触れるようで触れない2人の薬指を見ていると、なんだか心がモヤモヤする。六道くんは意外と誰とでも手を握るから、六道くんのことを信じたい気持ちはあるけれど、疑ってしまう気持ちもある。そんな自分が嫌だった。ポツリと私の手に雨粒が当たった。
「六道くん、雨降ってきたよ。傘出すから入りなよ」
「……いつもすまん」
六道くんは申し訳なさそうに私の傘に入る。自然と距離が縮まって、心臓が高鳴った。
「こんなに雨が降ってしまうと、桜が散ってしまう」
「そうだね。でももう桜の時には遅いんじゃないかな?」
「……そうか」
六道くんは少し寂しそうに俯いた。こんなに距離は近いのに、何故か六道くんが遠く感じた。

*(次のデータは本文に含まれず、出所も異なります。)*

#[cfg(test)]
mod tests {
    use super::*;
    use crate::ports::turn_audit::NoAudit;
    use async_trait::async_trait;
    use std::collections::HashMap;
    use std::sync::Mutex;
    use tutormesh_domain::{Choice, CompletionResponse, FinishReason, Role, TokenUsage};

    struct MockGateway {
        fail_all: Mutex<Option<ProviderError>>,
        requests: Mutex<Vec<CompletionRequest>>,
    }

    impl MockGateway {
        fn new() -> Arc<Self> {
            Arc::new(Self {
                fail_all: Mutex::new(None),
                requests: Mutex::new(Vec::new()),
            })
        }

        fn fail_with(&self, error: ProviderError) {
            *self.fail_all.lock().unwrap() = Some(error);
        }
    }

    #[async_trait]
    impl ModelGateway for MockGateway {
        async fn complete(
            &self,
            request: CompletionRequest,
        ) -> Result<CompletionResponse, ProviderError> {
            self.requests.lock().unwrap().push(request.clone());
            if let Some(error) = self.fail_all.lock().unwrap().clone() {
                return Err(error);
            }
            let model = request.model.unwrap_or_else(|| "default".to_string());
            Ok(CompletionResponse {
                choices: vec![Choice {
                    message: ChatMessage {
                        role: Role::Assistant,
                        content: format!("reply from {model}"),
                    },
                    finish_reason: FinishReason::Stop,
                }],
                usage: TokenUsage::default(),
                latency_ms: 1,
                provider: "mock".into(),
                model,
            })
        }
    }

    /// Minimal in-memory store double.
    #[derive(Default)]
    struct MemoryStore {
        sessions: Mutex<HashMap<String, TutorSession>>,
        conversations: Mutex<HashMap<String, TutorConversation>>,
        messages: Mutex<Vec<TutorMessage>>,
    }

    #[async_trait]
    impl TutorStore for MemoryStore {
        async fn get_session(&self, user_id: &str) -> Result<Option<TutorSession>, StoreError> {
            Ok(self.sessions.lock().unwrap().get(user_id).cloned())
        }

        async fn put_session(&self, session: TutorSession) -> Result<(), StoreError> {
            self.sessions
                .lock()
                .unwrap()
                .insert(session.user_id.clone(), session);
            Ok(())
        }

        async fn get_or_create_conversation(
            &self,
            session_id: &str,
            agent_id: &str,
        ) -> Result<(TutorConversation, bool), StoreError> {
            let key = format!("{session_id}:{agent_id}");
            let mut conversations = self.conversations.lock().unwrap();
            if let Some(existing) = conversations.get(&key) {
                return Ok((existing.clone(), false));
            }
            let conversation =
                TutorConversation::new(key.clone(), session_id, agent_id, Utc::now());
            conversations.insert(key, conversation.clone());
            Ok((conversation, true))
        }

        async fn messages(&self, conversation_id: &str) -> Result<Vec<TutorMessage>, StoreError> {
            Ok(self
                .messages
                .lock()
                .unwrap()
                .iter()
                .filter(|m| m.conversation_id == conversation_id)
                .cloned()
                .collect())
        }

        async fn append_turn(
            &self,
            mut user: TutorMessage,
            mut assistant: TutorMessage,
        ) -> Result<(TutorMessage, TutorMessage), StoreError> {
            let mut messages = self.messages.lock().unwrap();
            let next = messages
                .iter()
                .filter(|m| m.conversation_id == user.conversation_id)
                .count() as u64
                + 1;
            user.sequence = next;
            assistant.sequence = next + 1;
            messages.push(user.clone());
            messages.push(assistant.clone());
            if let Some(conversation) = self
                .conversations
                .lock()
                .unwrap()
                .get_mut(&user.conversation_id)
            {
                conversation.message_count += 2;
                conversation.last_activity = Utc::now();
            }
            Ok((user, assistant))
        }
    }

    fn agents() -> Vec<TutorAgent> {
        ["alpha", "beta", "gamma"]
            .iter()
            .map(|name| {
                let mut agent = TutorAgent::new(*name, format!("Tutor {name}"))
                    .with_keywords(&[*name])
                    .with_system_prompt(format!("You are {name}."));
                agent.model = Some(name.to_string());
                agent.welcome_message = Some(format!("Welcome from {name}!"));
                agent
            })
            .collect()
    }

    fn service(gateway: Arc<MockGateway>) -> TutorService<MockGateway> {
        let directory = Arc::new(AgentDirectory::new(agents()).with_fallback("alpha"));
        TutorService::new(
            gateway,
            directory,
            Arc::new(MemoryStore::default()),
            Arc::new(NoAudit),
        )
    }

    #[tokio::test]
    async fn test_session_created_lazily_in_manual_mode() {
        let service = service(MockGateway::new());
        let session = service.get_or_create_session("user-1").await.unwrap();
        assert_eq!(session.mode, InteractionMode::Manual);
        assert!(session.active_agent_id.is_none());
    }

    #[tokio::test]
    async fn test_set_mode_read_your_write() {
        let service = service(MockGateway::new());
        service
            .set_mode("user-1", InteractionMode::Collaborative)
            .await
            .unwrap();
        let session = service.get_or_create_session("user-1").await.unwrap();
        assert_eq!(session.mode, InteractionMode::Collaborative);
    }

    #[tokio::test]
    async fn test_set_active_agent_accepted_in_any_mode() {
        let service = service(MockGateway::new());
        service
            .set_mode("user-1", InteractionMode::Router)
            .await
            .unwrap();
        let session = service.set_active_agent("user-1", "beta").await.unwrap();
        assert_eq!(session.mode, InteractionMode::Router);
        assert_eq!(session.active_agent_id.as_deref(), Some("beta"));
    }

    #[tokio::test]
    async fn test_set_active_agent_unknown_agent_fails() {
        let service = service(MockGateway::new());
        let result = service.set_active_agent("user-1", "nope").await;
        assert!(matches!(
            result,
            Err(SendMessageError::Domain(DomainError::AgentNotFound(_)))
        ));
    }

    #[tokio::test]
    async fn test_manual_mode_requires_active_agent() {
        let service = service(MockGateway::new());
        let result = service
            .send_message(SendMessageInput::new("user-1", "hello"))
            .await;
        assert!(matches!(
            result,
            Err(SendMessageError::Domain(DomainError::NoActiveAgent))
        ));
    }

    #[tokio::test]
    async fn test_manual_turn_persists_ordered_pair_and_welcome() {
        let service = service(MockGateway::new());
        service.set_active_agent("user-1", "alpha").await.unwrap();

        let first = service
            .send_message(SendMessageInput::new("user-1", "hello"))
            .await
            .unwrap();
        assert_eq!(first.content, "reply from alpha");
        assert_eq!(first.user_message.sequence, 1);
        assert_eq!(first.assistant_message.sequence, 2);
        assert_eq!(first.welcome.as_deref(), Some("Welcome from alpha!"));

        let second = service
            .send_message(SendMessageInput::new("user-1", "more"))
            .await
            .unwrap();
        assert_eq!(second.user_message.sequence, 3);
        assert!(second.welcome.is_none());
    }

    #[tokio::test]
    async fn test_history_replayed_into_later_turns() {
        let gateway = MockGateway::new();
        let service = service(Arc::clone(&gateway));
        service.set_active_agent("user-1", "alpha").await.unwrap();

        service
            .send_message(SendMessageInput::new("user-1", "first question"))
            .await
            .unwrap();
        service
            .send_message(SendMessageInput::new("user-1", "second question"))
            .await
            .unwrap();

        let requests = gateway.requests.lock().unwrap().clone();
        let last = requests.last().unwrap();
        // system + first user + first assistant + second user
        assert_eq!(last.messages.len(), 4);
        assert_eq!(last.messages[1].content, "first question");
        assert_eq!(last.messages[2].content, "reply from alpha");
    }

    #[tokio::test]
    async fn test_terminal_failure_persists_no_messages() {
        let gateway = MockGateway::new();
        let service = service(Arc::clone(&gateway));
        service.set_active_agent("user-1", "alpha").await.unwrap();
        gateway.fail_with(ProviderError::InvalidApiKey("mock".into()));

        let result = service
            .send_message(SendMessageInput::new("user-1", "hello"))
            .await;
        assert!(matches!(result, Err(SendMessageError::Provider(_))));

        // The failed turn left no orphan messages behind.
        gateway.fail_all.lock().unwrap().take();
        let ok = service
            .send_message(SendMessageInput::new("user-1", "again"))
            .await
            .unwrap();
        assert_eq!(ok.user_message.sequence, 1);
    }

    #[tokio::test]
    async fn test_router_mode_records_decision() {
        let service = service(MockGateway::new());
        service
            .set_mode("user-1", InteractionMode::Router)
            .await
            .unwrap();

        let response = service
            .send_message(SendMessageInput::new("user-1", "tell me about beta"))
            .await
            .unwrap();
        assert_eq!(response.agent_ids, vec!["beta".to_string()]);
        let route = response.route.unwrap();
        assert_eq!(route.agent_id, "beta");
        assert!(
            response.assistant_message.metadata.unwrap()["route"]["agent_id"]
                .as_str()
                .unwrap()
                .eq("beta")
        );
    }

    #[tokio::test]
    async fn test_random_mode_is_deterministic_given_seed() {
        let service = service(MockGateway::new());
        service
            .set_mode("user-1", InteractionMode::Random)
            .await
            .unwrap();
        service
            .set_mode("user-2", InteractionMode::Random)
            .await
            .unwrap();

        let mut input1 = SendMessageInput::new("user-1", "hello");
        input1.seed = Some(7);
        let mut input2 = SendMessageInput::new("user-2", "hello");
        input2.seed = Some(7);

        let r1 = service.send_message(input1).await.unwrap();
        let r2 = service.send_message(input2).await.unwrap();
        assert_eq!(r1.agent_ids, r2.agent_ids);
    }

    #[tokio::test]
    async fn test_collaborative_mode_returns_contributions() {
        let service = service(MockGateway::new());
        service
            .set_mode("user-1", InteractionMode::Collaborative)
            .await
            .unwrap();

        let response = service
            .send_message(SendMessageInput::new("user-1", "explain gravity"))
            .await
            .unwrap();
        let collab = response.collaborative.unwrap();
        assert_eq!(collab.contributions.len(), 3);
        assert_eq!(response.agent_ids.len(), 3);
        assert!(response.content.contains("reply from"));
    }

    #[tokio::test]
    async fn test_pre_cancelled_turn_persists_nothing() {
        let service = service(MockGateway::new());
        service.set_active_agent("user-1", "alpha").await.unwrap();

        let token = CancellationToken::new();
        token.cancel();
        let mut input = SendMessageInput::new("user-1", "hello");
        input.cancel = Some(token);

        let result = service.send_message(input).await;
        assert!(matches!(
            result,
            Err(SendMessageError::Domain(DomainError::Cancelled))
        ));

        let ok = service
            .send_message(SendMessageInput::new("user-1", "again"))
            .await
            .unwrap();
        assert_eq!(ok.user_message.sequence, 1);
    }

    #[tokio::test]
    async fn test_mode_switch_does_not_touch_existing_conversations() {
        let service = service(MockGateway::new());
        service.set_active_agent("user-1", "alpha").await.unwrap();
        service
            .send_message(SendMessageInput::new("user-1", "hi"))
            .await
            .unwrap();

        service
            .set_mode("user-1", InteractionMode::Router)
            .await
            .unwrap();
        service
            .set_mode("user-1", InteractionMode::Manual)
            .await
            .unwrap();

        let response = service
            .send_message(SendMessageInput::new("user-1", "back again"))
            .await
            .unwrap();
        // Same conversation continues: sequence picks up where it left off.
        assert_eq!(response.user_message.sequence, 3);
    }
}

「春が来るとこの川辺は、桜がいっぱい咲くから、それを見るのが好きなんだ」
私はうん、と頷いた。六道くんは花の桜を見るのが好きだと言っているのに、自分のことを言われているようで少しドキドキした。私は自意識過剰だ。
「真宮桜、前」
「え?」
六道くんに言われて前を見てみると綺麗な虹が空にかかっていて、それを見ていると自分のどこか憂鬱な気持ちも雨に洗い流されたようだった。
「……綺麗だね」
今度は六道くんがコクリと頷いた。2人でこんな時間を過ごせるのなら雨が降るのも悪くないと桜は思った。
「通り雨だったね」
傘を閉じながら呟く。また六道くんとは少しの距離ができて、距離と比例して少し寂しくなった。今日は久しぶりに六道くんと出かけて、ちょっとでも可愛く見えるようにリップなんかも塗ってみたりして、なのに、空気は少し重い。自分がかわいくない顔をしているのがわかるだけに、余計に寂しさを感じた。六道くんが好きな気持ちを伝えたいけど、どう伝えたらいいのかわからないことも、歯がゆくて、伝わらないことが虚しくて、苦しかった。
手持ち無沙汰な右手をフラフラ振りながら歩いていたら、六道くんがそっとその右手を取った。その手はとても優しくて、六道くんを見上げると真っ直ぐ前を向いていたけれど、その顔はほんのりと赤くて。六道くんと私の気持ちが同じだと信じてもいいのかと、信じたいと思った。そっと六道くんの左手を握り返す。この手は私の心も鷲掴んでいて、全く離してくれないなと思った。
「ねえ、六道くん」
キス、したいな。と六道くんの耳元まで背伸びして囁く。六道くんはほのかに赤い顔をさらに赤くして、でも優しく唇を落としてくれた。嬉しくて、六道くんにむかって微笑む。きっと私の顔も赤い。それが漠然と幸せだと思った。
「真宮桜、また来年も桜を見よう」
「……うん」
桜の咲いている期間は短いけれど、六道くんとは長く付き合っていきたいと思う。たとえ桜の花が枯れてしまっても。死神みたいな六道くんとは違って私の時は有限だ。でも、めぐりめぐる時の中で、いつも2人で微笑みあって、桜を見れますようにと、桜はこぼれ落ちそうな桜に祈った。